## [STORED DATA]

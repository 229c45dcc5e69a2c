mod decode;
mod error;

pub use decode::{DecodedEnvelope, decode_body, encode_direct, encode_push, require_fields};
pub use error::{EnvelopeError, ErrorDetails, ErrorResponse, Result};
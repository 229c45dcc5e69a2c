use axum::extract::{Path, State};
use axum::routing::{get, post};
use axum::{Json, Router};
use file_sessions::FileSessionInfo;

use crate::state::AppState;

/// Operator/debugging surface over the File Session Manager (spec §4.4).
/// Never consulted by the analysis pipeline itself.
pub fn router() -> Router<AppState> {
    Router::new()
        .route("/debug/file-sessions", get(list_sessions))
        .route("/debug/cleanup-session/{id}", post(force_cleanup))
        .route("/debug/periodic-cleanup", post(run_periodic_cleanup))
}

async fn list_sessions(State(state): State<AppState>) -> Json<Vec<FileSessionInfo>> {
    Json(state.file_sessions.get_active_sessions().await)
}

async fn force_cleanup(State(state): State<AppState>, Path(id): Path<String>) -> Json<bool> {
    Json(state.file_sessions.force_cleanup(&id).await)
}

async fn run_periodic_cleanup(State(state): State<AppState>) -> Json<usize> {
    Json(state.file_sessions.periodic_cleanup().await)
}
use axum::{
    Json,
    http::StatusCode,
    response::{IntoResponse, Response},
};
use serde::Serialize;
use thiserror::Error;

pub type Result<T> = std::result::Result<T, EnvelopeError>;

#[derive(Debug, Serialize)]
pub struct ErrorDetails {
    pub code: String,
    pub message: String,
}

#[derive(Debug, Serialize)]
pub struct ErrorResponse {
    pub error: ErrorDetails,
}

/// Errors raised while decoding an inbound webhook body. Both variants are
/// the caller's signal to respond with a 4xx so the broker does not
/// redeliver a message the core could never make sense of.
#[derive(Debug, Error)]
pub enum EnvelopeError {
    #[error("malformed push envelope: {0}")]
    MalformedEnvelope(String),

    #[error("missing required field: {0}")]
    MissingField(String),
}

impl IntoResponse for EnvelopeError {
    fn into_response(self) -> Response {
        let (code, message) = match &self {
            Self::MalformedEnvelope(msg) => ("malformed_envelope", msg.clone()),
            Self::MissingField(msg) => ("missing_field", msg.clone()),
        };

        tracing::warn!(error = %self, "envelope_decode_failed");

        let body = Json(ErrorResponse {
            error: ErrorDetails {
                code: code.to_string(),
                message,
            },
        });

        (StatusCode::BAD_REQUEST, body).into_response()
    }
}
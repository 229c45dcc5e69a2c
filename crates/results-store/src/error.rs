use thiserror::Error;

pub type Result<T> = std::result::Result<T, ResultsStoreError>;

#[derive(Debug, Error)]
pub enum ResultsStoreError {
    #[error("no submission found for key {0}")]
    NotFound(String),
}
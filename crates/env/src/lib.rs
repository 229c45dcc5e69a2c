use std::path::Path;
use std::sync::OnceLock;

use serde::Deserialize;

fn default_port() -> u16 {
    8080
}

fn default_session_cleanup_timeout_minutes() -> f64 {
    30.0
}

fn default_session_cleanup_sweep_minutes() -> f64 {
    5.0
}

fn default_coordination_sweep_max_age_minutes() -> f64 {
    60.0
}

/// Process-wide configuration, loaded once via `envy` the same way
/// `apps/api/src/env.rs` does it: an optional `.env` file first, then
/// the real environment, deserialized straight into typed fields.
#[derive(Debug, Clone, Deserialize)]
pub struct Env {
    #[serde(default = "default_port")]
    pub port: u16,

    pub database_url: String,

    /// Base URL the event bus client posts to; per-topic paths are
    /// appended by the caller (the broker binding is configurable per
    /// spec §4.2).
    pub event_bus_base_url: String,

    pub audio_transcoder_base_url: String,
    pub speech_to_text_base_url: String,
    pub pronunciation_base_url: String,
    pub text_analysis_base_url: String,
    pub fluency_base_url: String,

    #[serde(default = "default_session_cleanup_timeout_minutes")]
    pub session_cleanup_timeout_minutes: f64,
    #[serde(default = "default_session_cleanup_sweep_minutes")]
    pub session_cleanup_sweep_minutes: f64,
    #[serde(default = "default_coordination_sweep_max_age_minutes")]
    pub coordination_sweep_max_age_minutes: f64,
}

static ENV: OnceLock<Env> = OnceLock::new();

/// Loads configuration exactly once, memoizing it in a process-wide
/// `OnceLock`. No handler path performs lazy init (spec §9's "Global
/// registries" design note applies equally to config, not just the
/// vocabulary service).
pub fn env() -> &'static Env {
    ENV.get_or_init(|| {
        let manifest_dir = Path::new(env!("CARGO_MANIFEST_DIR"));
        let repo_root = manifest_dir
            .parent()
            .and_then(|p| p.parent())
            .unwrap_or(manifest_dir);

        let _ = dotenvy::from_path(repo_root.join(".env"));
        envy::from_env().expect("failed to load environment")
    })
}
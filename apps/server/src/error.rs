use axum::{
    Json,
    http::StatusCode,
    response::{IntoResponse, Response},
};
use serde::Serialize;
use thiserror::Error;

pub type Result<T> = std::result::Result<T, ServerError>;

#[derive(Debug, Serialize)]
pub struct ErrorDetails {
    pub code: String,
    pub message: String,
}

#[derive(Debug, Serialize)]
pub struct ErrorResponse {
    pub error: ErrorDetails,
}

/// Errors surfaced at the HTTP boundary. Business-level failures inside
/// a webhook (a failed analysis call, a finalize retry) never reach this
/// type — they are recorded as error sub-results and the handler still
/// returns 200, per spec §4.8/§7's "the broker should not redeliver a
/// message the system has durably recorded" rule. Only malformed input
/// and not-found reads flow through here.
#[derive(Debug, Error)]
pub enum ServerError {
    #[error(transparent)]
    Envelope(#[from] envelope::EnvelopeError),
    #[error("not found: {0}")]
    NotFound(String),
}

impl IntoResponse for ServerError {
    fn into_response(self) -> Response {
        match self {
            Self::Envelope(err) => err.into_response(),
            Self::NotFound(message) => {
                let body = Json(ErrorResponse {
                    error: ErrorDetails {
                        code: "not_found".to_string(),
                        message,
                    },
                });
                (StatusCode::NOT_FOUND, body).into_response()
            }
        }
    }
}
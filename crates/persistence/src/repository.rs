use std::pin::Pin;

use results_store::QuestionResult;

use crate::error::Result;

pub type BoxFuture<'a, T> = Pin<Box<dyn std::future::Future<Output = T> + Send + 'a>>;

/// External collaborator abstraction for the relational database (spec
/// §6, explicitly out of scope as a concrete schema): persists the final
/// per-submission results and answers the per-question time-limit lookup
/// the Submission Aggregator needs for duration feedback.
pub trait SubmissionRepository: Send + Sync {
    fn save_submission_results<'a>(
        &'a self,
        submission_key: &'a str,
        total_questions: u32,
        results: &'a [QuestionResult],
    ) -> BoxFuture<'a, Result<()>>;

    /// `time_limit` in minutes, from
    /// `submissions -> assignments.questions[question_number-1].timeLimit`
    /// (spec §6). `None` if absent or the join comes up empty.
    fn question_time_limit<'a>(
        &'a self,
        submission_key: &'a str,
        question_number: u32,
    ) -> BoxFuture<'a, Result<Option<f64>>>;
}
mod client;
mod publisher;
mod topic;

pub use client::{EventBusClient, PublishMetrics, TopicMap};
pub use publisher::{BoxFuture, EventPublisher, RecordedEvent, RecordingEventBus};
pub use topic::Topic;
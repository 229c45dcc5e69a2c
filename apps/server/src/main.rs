mod error;
mod routes;
mod state;

use axum::http::Request;
use axum::{Router, body::Body};
use tower_http::classify::ServerErrorsFailureClass;
use tower_http::cors::{self, CorsLayer};
use tower_http::trace::TraceLayer;
use tracing_subscriber::prelude::*;

use state::AppState;

async fn app(state: AppState) -> Router {
    Router::new()
        .route("/health", axum::routing::get(routes::health::health))
        .merge(routes::submit::router())
        .merge(routes::webhooks::router())
        .merge(routes::results::router())
        .merge(routes::debug::router())
        .with_state(state)
        .layer(
            CorsLayer::new()
                .allow_origin(cors::Any)
                .allow_methods(cors::Any)
                .allow_headers(cors::Any),
        )
        .layer(
            TraceLayer::new_for_http()
                .make_span_with(|request: &Request<Body>| {
                    let path = request.uri().path();
                    if path == "/health" {
                        return tracing::Span::none();
                    }
                    tracing::info_span!(
                        "http_request",
                        method = %request.method(),
                        path = %path,
                    )
                })
                .on_response(
                    |response: &axum::http::Response<Body>, latency: std::time::Duration, span: &tracing::Span| {
                        if span.is_disabled() {
                            return;
                        }
                        tracing::info!(
                            parent: span,
                            status = %response.status().as_u16(),
                            latency_ms = %latency.as_millis(),
                            "http_request_finished"
                        );
                    },
                )
                .on_failure(
                    |failure: ServerErrorsFailureClass, latency: std::time::Duration, span: &tracing::Span| {
                        if span.is_disabled() {
                            return;
                        }
                        tracing::error!(
                            parent: span,
                            failure = ?failure,
                            latency_ms = %latency.as_millis(),
                            "http_request_failed"
                        );
                    },
                ),
        )
}

fn main() -> std::io::Result<()> {
    tracing_subscriber::registry()
        .with(
            tracing_subscriber::EnvFilter::try_from_default_env()
                .unwrap_or_else(|_| "info,tower_http=debug".into()),
        )
        .with(tracing_subscriber::fmt::layer())
        .init();

    let config = env::env();

    tokio::runtime::Builder::new_multi_thread()
        .enable_all()
        .build()?
        .block_on(async {
            let state = AppState::build(config).await;

            let addr = std::net::SocketAddr::from(([0, 0, 0, 0], config.port));
            tracing::info!(addr = %addr, "server_listening");

            let listener = tokio::net::TcpListener::bind(addr).await.unwrap();
            let file_sessions = state.file_sessions.clone();

            file_sessions::spawn_periodic_cleanup(
                file_sessions,
                std::time::Duration::from_secs_f64(config.session_cleanup_sweep_minutes * 60.0),
            );

            coordination::spawn_periodic_sweep(
                state.coordinator.clone(),
                std::time::Duration::from_secs_f64(config.session_cleanup_sweep_minutes * 60.0),
                std::time::Duration::from_secs_f64(config.coordination_sweep_max_age_minutes * 60.0),
            );

            axum::serve(listener, app(state).await)
                .with_graceful_shutdown(shutdown_signal())
                .await
                .unwrap();
        });

    Ok(())
}

async fn shutdown_signal() {
    tokio::signal::ctrl_c()
        .await
        .expect("failed to install CTRL+C signal handler");
    tracing::info!("shutdown_signal_received");
}
use chrono::{DateTime, Utc};

#[derive(Debug, Clone)]
pub struct AudioReadyPayload {
    pub session_id: String,
    pub wav_path: String,
    pub audio_duration: f64,
    pub error: Option<String>,
}

#[derive(Debug, Clone)]
pub struct TranscriptReadyPayload {
    pub transcript_text: String,
    pub word_details: serde_json::Value,
    pub error: Option<String>,
}

/// Per-QuestionKey fan-in state held by the Analysis Coordinator
/// (spec §3). `emitted` transitions false -> true at most once; both
/// readiness flags are monotonic — once a side has arrived it is never
/// forgotten, so the first arrival of each side wins and later duplicates
/// are no-ops.
#[derive(Debug, Clone)]
pub(crate) struct CoordinationState {
    pub created_at: DateTime<Utc>,
    pub total_questions: u32,
    pub audio: Option<AudioReadyPayload>,
    pub transcript: Option<TranscriptReadyPayload>,
    pub emitted: bool,
}

impl CoordinationState {
    pub fn new(total_questions: u32) -> Self {
        Self {
            created_at: Utc::now(),
            total_questions,
            audio: None,
            transcript: None,
            emitted: false,
        }
    }

    pub fn audio_ready(&self) -> bool {
        self.audio.is_some()
    }

    pub fn transcript_ready(&self) -> bool {
        self.transcript.is_some()
    }

    pub fn ready_to_emit(&self) -> bool {
        !self.emitted && self.audio_ready() && self.transcript_ready()
    }
}
use std::collections::HashMap;

use results_store::QuestionResult;
use tokio::sync::Mutex;

use crate::error::Result;
use crate::repository::{BoxFuture, SubmissionRepository};

/// In-memory stand-in for [`crate::PostgresSubmissionRepository`], used by
/// component tests that drive the Submission Aggregator without a
/// database.
#[derive(Default)]
pub struct FakeSubmissionRepository {
    saved: Mutex<HashMap<String, Vec<QuestionResult>>>,
    time_limits: Mutex<HashMap<(String, u32), f64>>,
    fail_saves: std::sync::atomic::AtomicBool,
}

impl FakeSubmissionRepository {
    pub fn new() -> Self {
        Self::default()
    }

    pub fn set_time_limit(&self, submission_key: &str, question_number: u32, minutes: f64) {
        self.time_limits
            .try_lock()
            .expect("uncontended in tests")
            .insert((submission_key.to_string(), question_number), minutes);
    }

    /// Makes the next `save_submission_results` calls fail, to exercise
    /// the finalize retry/backoff path.
    pub fn fail_saves(&self, fail: bool) {
        self.fail_saves
            .store(fail, std::sync::atomic::Ordering::SeqCst);
    }

    pub async fn saved_results(&self, submission_key: &str) -> Option<Vec<QuestionResult>> {
        self.saved.lock().await.get(submission_key).cloned()
    }
}

impl SubmissionRepository for FakeSubmissionRepository {
    fn save_submission_results<'a>(
        &'a self,
        submission_key: &'a str,
        _total_questions: u32,
        results: &'a [QuestionResult],
    ) -> BoxFuture<'a, Result<()>> {
        Box::pin(async move {
            if self.fail_saves.load(std::sync::atomic::Ordering::SeqCst) {
                return Err(crate::error::PersistenceError::Database(
                    "injected test failure".to_string(),
                ));
            }
            self.saved
                .lock()
                .await
                .insert(submission_key.to_string(), results.to_vec());
            Ok(())
        })
    }

    fn question_time_limit<'a>(
        &'a self,
        submission_key: &'a str,
        question_number: u32,
    ) -> BoxFuture<'a, Result<Option<f64>>> {
        Box::pin(async move {
            Ok(self
                .time_limits
                .lock()
                .await
                .get(&(submission_key.to_string(), question_number))
                .copied())
        })
    }
}
//! Thin adapters around the individual analysis endpoints, all explicitly
//! out of scope per spec §1: the concrete speech-recognition, pronunciation,
//! grammar, lexical, and vocabulary APIs, and the audio transcoder. Every
//! trait here is object-safe (hand-rolled boxed futures, no `async_trait`)
//! so the orchestrator can hold `Arc<dyn Trait>` and swap production HTTP
//! clients for fakes in tests.

mod http;
mod timeout;
mod traits;
mod vocabulary;

pub use http::{
    HttpAudioTranscoder, HttpFluencyAnalyzer, HttpPronunciationAnalyzer, HttpSpeechToText,
    HttpTextAnalyzer,
};
pub use timeout::{ANALYSIS_CALL_TIMEOUT, with_timeout};
pub use traits::{
    AudioTranscoder, BoxFuture, FluencyAnalyzer, PronunciationAnalyzer, PronunciationOutcome,
    SpeechToText, TextAnalyzer,
};
pub use vocabulary::VocabularyService;
use std::collections::HashMap;
use std::sync::atomic::{AtomicU64, Ordering};
use std::sync::Arc;
use std::time::Duration;

use serde_json::Value;

use crate::topic::Topic;

/// Where each logical topic is bound on the external broker. Resolved once
/// at init from configuration/credentials, analogous to how
/// `apps/api/src/env.rs` resolves provider credentials once at startup.
#[derive(Debug, Clone, Default)]
pub struct TopicMap {
    urls: HashMap<&'static str, String>,
}

impl TopicMap {
    pub fn insert(mut self, topic: Topic, url: impl Into<String>) -> Self {
        self.urls.insert(topic.name(), url.into());
        self
    }

    fn url_for(&self, topic: Topic) -> Option<&str> {
        self.urls.get(topic.name()).map(String::as_str)
    }
}

/// Running counters for best-effort publish attempts, surfaced for
/// observability but never consulted to decide whether to raise an error
/// past the caller.
#[derive(Debug, Default)]
pub struct PublishMetrics {
    pub published: AtomicU64,
    pub failed: AtomicU64,
}

/// Process-wide client for publishing typed events to the external broker.
/// Publication is fire-and-forget: failures are logged and counted but
/// never propagated past `publish`, because the broker's own redelivery is
/// the system's only retry mechanism (see spec §4.2, §9).
#[derive(Clone)]
pub struct EventBusClient {
    http: reqwest::Client,
    topics: TopicMap,
    metrics: Arc<PublishMetrics>,
}

impl EventBusClient {
    /// Loads credentials/config and builds the underlying HTTP client.
    /// Call once at process start; there is no lazy per-request init.
    pub fn init(topics: TopicMap) -> Self {
        let http = reqwest::Client::builder()
            .timeout(Duration::from_secs(10))
            .build()
            .expect("failed to build event bus http client");

        Self {
            http,
            topics,
            metrics: Arc::new(PublishMetrics::default()),
        }
    }

    /// Same as publishing with an HTTP transport but entirely in-memory,
    /// for tests and for topics with no configured binding (a missing
    /// binding is logged and the publish is counted as failed, not
    /// raised — best-effort all the way down).
    pub fn metrics(&self) -> &PublishMetrics {
        &self.metrics
    }

    /// Publish `payload` under `topic`. Serializes to JSON, forwards to the
    /// broker, and returns whether the attempt succeeded. The caller is
    /// never expected to branch meaningfully on the result beyond logging —
    /// emission is best-effort.
    pub async fn publish(&self, topic: Topic, payload: &Value) -> bool {
        let Some(url) = self.topics.url_for(topic) else {
            tracing::warn!(topic = %topic, "event_bus_topic_unbound");
            self.metrics.failed.fetch_add(1, Ordering::Relaxed);
            return false;
        };

        match self.http.post(url).json(payload).send().await {
            Ok(resp) if resp.status().is_success() => {
                tracing::debug!(topic = %topic, "event_published");
                self.metrics.published.fetch_add(1, Ordering::Relaxed);
                true
            }
            Ok(resp) => {
                tracing::warn!(topic = %topic, status = %resp.status(), "event_publish_rejected");
                self.metrics.failed.fetch_add(1, Ordering::Relaxed);
                false
            }
            Err(e) => {
                tracing::warn!(topic = %topic, error = %e, "event_publish_failed");
                self.metrics.failed.fetch_add(1, Ordering::Relaxed);
                false
            }
        }
    }

    /// Flush any buffered state before shutdown. The HTTP transport has
    /// nothing to flush today; this exists so the process-wide lifecycle
    /// (init/teardown) is explicit rather than implicit, per spec §4.2.
    pub async fn teardown(&self) {
        tracing::info!(
            published = self.metrics.published.load(Ordering::Relaxed),
            failed = self.metrics.failed.load(Ordering::Relaxed),
            "event_bus_teardown"
        );
    }
}

#[cfg(test)]
mod tests {
    use super::*;

    #[tokio::test]
    async fn publish_to_unbound_topic_is_counted_as_failed_not_raised() {
        let client = EventBusClient::init(TopicMap::default());
        let ok = client
            .publish(Topic::QuestionAnalysisReady, &serde_json::json!({}))
            .await;
        assert!(!ok);
        assert_eq!(client.metrics().failed.load(Ordering::Relaxed), 1);
    }
}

## [WHAT TO DO]
Only one stretch of the records above is wanted: the lines between the one holding "Self::default()" and the one holding "mod timeout;", inclusive, reproduced exactly.

## [PROBLEM SOLUTION]
        Self::default()
    }

    pub fn set_time_limit(&self, submission_key: &str, question_number: u32, minutes: f64) {
        self.time_limits
            .try_lock()
            .expect("uncontended in tests")
            .insert((submission_key.to_string(), question_number), minutes);
    }

    /// Makes the next `save_submission_results` calls fail, to exercise
    /// the finalize retry/backoff path.
    pub fn fail_saves(&self, fail: bool) {
        self.fail_saves
            .store(fail, std::sync::atomic::Ordering::SeqCst);
    }

    pub async fn saved_results(&self, submission_key: &str) -> Option<Vec<QuestionResult>> {
        self.saved.lock().await.get(submission_key).cloned()
    }
}

impl SubmissionRepository for FakeSubmissionRepository {
    fn save_submission_results<'a>(
        &'a self,
        submission_key: &'a str,
        _total_questions: u32,
        results: &'a [QuestionResult],
    ) -> BoxFuture<'a, Result<()>> {
        Box::pin(async move {
            if self.fail_saves.load(std::sync::atomic::Ordering::SeqCst) {
                return Err(crate::error::PersistenceError::Database(
                    "injected test failure".to_string(),
                ));
            }
            self.saved
                .lock()
                .await
                .insert(submission_key.to_string(), results.to_vec());
            Ok(())
        })
    }

    fn question_time_limit<'a>(
        &'a self,
        submission_key: &'a str,
        question_number: u32,
    ) -> BoxFuture<'a, Result<Option<f64>>> {
        Box::pin(async move {
            Ok(self
                .time_limits
                .lock()
                .await
                .get(&(submission_key.to_string(), question_number))
                .copied())
        })
    }
}
//! Thin adapters around the individual analysis endpoints, all explicitly
//! out of scope per spec §1: the concrete speech-recognition, pronunciation,
//! grammar, lexical, and vocabulary APIs, and the audio transcoder. Every
//! trait here is object-safe (hand-rolled boxed futures, no `async_trait`)
//! so the orchestrator can hold `Arc<dyn Trait>` and swap production HTTP
//! clients for fakes in tests.

mod http;
mod timeout;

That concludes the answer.